Некоторые рецензенты воспринимали книгу как исповедь писателя. На самом деле лишь общая направленность изложения напоминала коллизии автора, в основном внешние, связанные с работой в книжном магазине. В то же время высказывания Гордона были эффективным инструментом полемики Оруэлла>>{276}. Писатель занимал двойственную позицию по отношению к обществу «материального благополучия»: в принципе осуждал «несправедливое» распределение благ, но в то же время дал своему герою возможность пользоваться покровительством миллионера Рейвелстона. Негодующие ремарки Комстока по поводу «лондонского материализма» направлены не против существующей социально-экономической системы, а против ее порождения — примитивной массовой культуры. Более того, в его суждениях проскальзывают нотки зависти. Именно в таком духе он говорит о «старых отелях, которые торчат на всех дорогах и заполнены брокерами, вывозящими своих проституток на воздух в воскресные дни». В то же время Гордон теперь решительно отвергает социализм, представляя его себе явно гротескно, в духе сатирического романа Хаксли «О дивный новый мир»: «Четыре часа в день на образцовом производстве, затягивая болт номер 6003. Брикеты полуфабрикатов на коммунальной кухне и коллективные экскурсии от дома, где проживал Маркс, до дома, где проживал Ленин, или обратно. Клиники абортов на всех углах. И всё отлично по всем пунктам! Но не хочется».

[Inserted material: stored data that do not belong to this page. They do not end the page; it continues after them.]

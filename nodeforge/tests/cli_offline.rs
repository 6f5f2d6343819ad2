//! CLI tests for the offline commands.
//!
//! Spawns the nodeforge binary against a local checkout and verifies output
//! and exit codes. Nothing here touches the network.

use std::fs;
use std::path::Path;
use std::process::{Command, Output};

use nodeforge::exit_codes;
use nodeforge::test_support::{MANIFEST, label_file, node_files};

fn nodeforge(dir: &Path, args: &[&str]) -> Output {
    Command::new(env!("CARGO_BIN_EXE_nodeforge"))
        .current_dir(dir)
        .args(args)
        .args(["--repo-dir", "."])
        .output()
        .expect("run nodeforge")
}

fn write_response(dir: &Path, name: &str, body: &serde_json::Value) {
    fs::write(dir.join(name), body.to_string()).expect("write response");
}

#[test]
fn init_refuses_to_overwrite() {
    let temp = tempfile::tempdir().expect("tempdir");
    let run = |args: &[&str]| {
        Command::new(env!("CARGO_BIN_EXE_nodeforge"))
            .current_dir(temp.path())
            .args(args)
            .status()
            .expect("run nodeforge")
    };
    assert_eq!(run(&["init"]).code(), Some(exit_codes::OK));
    assert!(temp.path().join("nodeforge.toml").is_file());
    assert_eq!(run(&["init"]).code(), Some(exit_codes::INVALID));
    assert_eq!(run(&["init", "--force"]).code(), Some(exit_codes::OK));
}

#[test]
fn reconcile_prints_the_plan() {
    let temp = tempfile::tempdir().expect("tempdir");
    let output = nodeforge(
        temp.path(),
        &["reconcile", "Create a node that sends slack alerts", "--name", "slack alert"],
    );
    assert_eq!(output.status.code(), Some(exit_codes::OK));
    let plan: serde_json::Value = serde_json::from_slice(&output.stdout).expect("json");
    assert_eq!(plan["policy"], "kebab");
    assert_eq!(plan["artifacts"][0]["identifier"], "slack-alert");
    assert_eq!(plan["artifacts"][0]["isNew"], true);
    assert_eq!(plan["artifacts"][0]["resolvedVersion"], "1.0.0");
}

#[test]
fn ambiguous_reconcile_exits_with_reconcile_code() {
    let temp = tempfile::tempdir().expect("tempdir");
    let output = nodeforge(
        temp.path(),
        &[
            "reconcile",
            "Update onboarding",
            "--existing",
            "onboarding@1.0.0,workflow:onboarding",
        ],
    );
    assert_eq!(output.status.code(), Some(exit_codes::RECONCILE));
    let stderr = String::from_utf8_lossy(&output.stderr);
    assert!(stderr.contains("several existing artifacts"));
}

#[test]
fn validate_reports_rejections_and_accepts_complete_sets() {
    let temp = tempfile::tempdir().expect("tempdir");
    let dir = temp.path();
    fs::write(dir.join("package.json"), MANIFEST).expect("manifest");

    let mut files = node_files("slack-alert", "1.0.0");
    files.push(label_file("slack-alert", "Slack Alert"));
    write_response(
        dir,
        "good.json",
        &serde_json::json!({"files": files, "summary": "Add Slack alert"}),
    );
    let output = nodeforge(
        dir,
        &[
            "validate",
            "Create a node that sends slack alerts",
            "--name",
            "slack alert",
            "--response",
            "good.json",
        ],
    );
    assert_eq!(output.status.code(), Some(exit_codes::OK));
    let change_set: serde_json::Value = serde_json::from_slice(&output.stdout).expect("json");
    assert_eq!(change_set["title"], "nodeforge: Add Slack alert");
    assert_eq!(change_set["files"][0]["type"], "config");

    let mut files = node_files("slack-alert", "1.0.0");
    files.pop();
    write_response(
        dir,
        "incomplete.json",
        &serde_json::json!({"files": files, "summary": "Add Slack alert"}),
    );
    let output = nodeforge(
        dir,
        &[
            "validate",
            "Create a node that sends slack alerts",
            "--name",
            "slack alert",
            "--response",
            "incomplete.json",
        ],
    );
    assert_eq!(output.status.code(), Some(exit_codes::VALIDATION));
    let stderr = String::from_utf8_lossy(&output.stderr);
    assert!(stderr.contains("[missing-required-file] nodes/slack-alert/1.0.0/schema.json"));
}

#[test]
fn malformed_response_exits_with_generation_code() {
    let temp = tempfile::tempdir().expect("tempdir");
    fs::write(temp.path().join("prose.txt"), "Here are the files you asked for.").expect("write");
    let output = nodeforge(
        temp.path(),
        &["validate", "Create a csv reader", "--response", "prose.txt"],
    );
    assert_eq!(output.status.code(), Some(exit_codes::GENERATION));
}

#[test]
fn publish_revalidates_saved_change_sets() {
    let temp = tempfile::tempdir().expect("tempdir");
    let tampered = serde_json::json!({
        "title": "nodeforge: Add PDF parser",
        "summary": "Add PDF parser",
        "files": [
            {"path": "../outside.txt", "content": "x", "type": "config"}
        ],
        "artifacts": []
    });
    write_response(temp.path(), "changeset.json", &tampered);
    let output = nodeforge(temp.path(), &["publish", "--change-set", "changeset.json"]);
    assert_eq!(output.status.code(), Some(exit_codes::VALIDATION));
    let stderr = String::from_utf8_lossy(&output.stderr);
    assert!(stderr.contains("[unsafe-path] ../outside.txt"));
}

Такого рода противоречивые мысли характерны для всей книги. В ней передано острое чувство неблагополучия, временами даже отчаяния, которое переполняет жизнь лондонца из образованного, но нищего круга. Деньги волей-неволей овладевают мыслями Гордона всякий раз, когда наступает поворотный жизненный момент. Даже когда его любимая девушка была готова впервые отдаться ему, всё сорвалось, потому что герой романа не позаботился о противозачаточных средствах. В отчаянии у Гордона рождается стихотворение:
Все мы Бога Денег блудные дети,
От него ожидаем тепла и крова.
Согревая нас, он смиряет ветер.
Подает, а затем отнимает снова.
Он следит, не смыкает тяжелые вежды,
Наши тайны видит, надежды, мысли.
Подбирает слова нам, кроит одежду,
И наш путь земной он легко расчислит
[33].
Финал романа счастливый, но только с точки зрения мещанской этики, столь ненавистной и автору, и его герою. На протяжении всей книги последний вел безнадежную борьбу против комнатного цветка — символа мещанского уюта: «Удивительно хилый уродец в глазурованном горшке топырил всего семь листиков, явно бессильный вытолкнуть еще хоть один. У Гордона давно шла с ним тайная беспощадная война. Он всячески пытался извести его, лишая полива, гася у ствола окурки и даже подсыпая в землю соль. Тщетно! Пакость фактически бессмертна. Что ни делай, вроде хиреет, вянет, но живет… Фикус — это самая суть!» В результате Гордон Комсток отказывается от прежних духовных ценностей.
Автор отнюдь не осуждает героя. Он логически подводит его к нелегкой дилемме: согласиться на аборт любимой женщины либо смириться с ненавистными ему чертами мещанского быта, пойдя на разрушение собственной личности. В итоге «торжествует фикус», мещанский выбор оказывается во всех отношениях более приемлемым, чем гордые абстракции, стабильность и респектабельность среднего класса.
Чуть в стороне от главной сюжетной линии, но часто переплетаясь с нею, иногда выходя на первый план, оказывается образ симпатизирующего социализму миллионера Рейвелстона, над которым автор, оставаясь внешне сдержанным, по существу издевается. Не случайно он называет журнал, издаваемый Рейвелстоном, «Антихрист»: воинствующее безбожие наследника огромного состояния мирно соседствует с его роскошным, хотя и тщательно маскируемым образом жизни, снобистским презрением к окружающим. Вот что чувствует Комсток, попадая в «скромную» четырехкомнатную квартиру, в которой тот обитал в гордом одиночестве:
«Что-то в атмосфере этой квартиры заставляло почувствовать себя неопрятным мелким клерком — без видимых признаков, но всеми порами ощущался высший социальный разряд; относительно уравнивали лишь мостовые или пабы. Самого Рейвелстона подобный эффект его скромной четырехкомнатной квартирки крайне бы удивил. Полагая житье на задворках Риджент-парка вариацией обитания в трущобах, он выбрал свой пролетарский приют именно так, как сноб ради адреса на почтовой бумаге предпочитает каморку в престижном Мэйфере. Очередная попытка сбежать от своего класса и сделаться почетным членом рабочего клуба. Попытка, естественно, провальная, ибо богачу никогда не притвориться бедняком; деньги, как труп, обязательно всплывают».